--- Data records Enclosed Below ---

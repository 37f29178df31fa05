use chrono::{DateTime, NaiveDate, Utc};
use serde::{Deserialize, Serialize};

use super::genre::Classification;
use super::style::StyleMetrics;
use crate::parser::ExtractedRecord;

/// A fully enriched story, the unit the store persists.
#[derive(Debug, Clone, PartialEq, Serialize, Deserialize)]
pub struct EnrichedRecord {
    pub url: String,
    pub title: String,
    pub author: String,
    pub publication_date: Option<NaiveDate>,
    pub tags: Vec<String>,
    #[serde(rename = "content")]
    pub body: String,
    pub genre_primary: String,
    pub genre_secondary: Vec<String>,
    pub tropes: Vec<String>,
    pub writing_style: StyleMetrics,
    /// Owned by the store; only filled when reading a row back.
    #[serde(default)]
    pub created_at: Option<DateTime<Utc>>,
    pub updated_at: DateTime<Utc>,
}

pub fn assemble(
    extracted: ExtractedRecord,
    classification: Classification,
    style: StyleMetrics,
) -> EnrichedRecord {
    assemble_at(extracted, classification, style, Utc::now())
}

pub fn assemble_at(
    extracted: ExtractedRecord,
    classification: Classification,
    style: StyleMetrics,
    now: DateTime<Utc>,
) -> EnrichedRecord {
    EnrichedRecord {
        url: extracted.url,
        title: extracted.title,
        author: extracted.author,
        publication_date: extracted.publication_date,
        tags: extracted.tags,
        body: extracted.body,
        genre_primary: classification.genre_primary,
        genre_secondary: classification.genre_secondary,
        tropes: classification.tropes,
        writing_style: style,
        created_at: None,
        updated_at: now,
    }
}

--- End of Enclosed Data records ---

* _Activity_
Check every line of the entries for "DateTime" and report how many lines contain it, without any other words.

* _Completed exercise_
4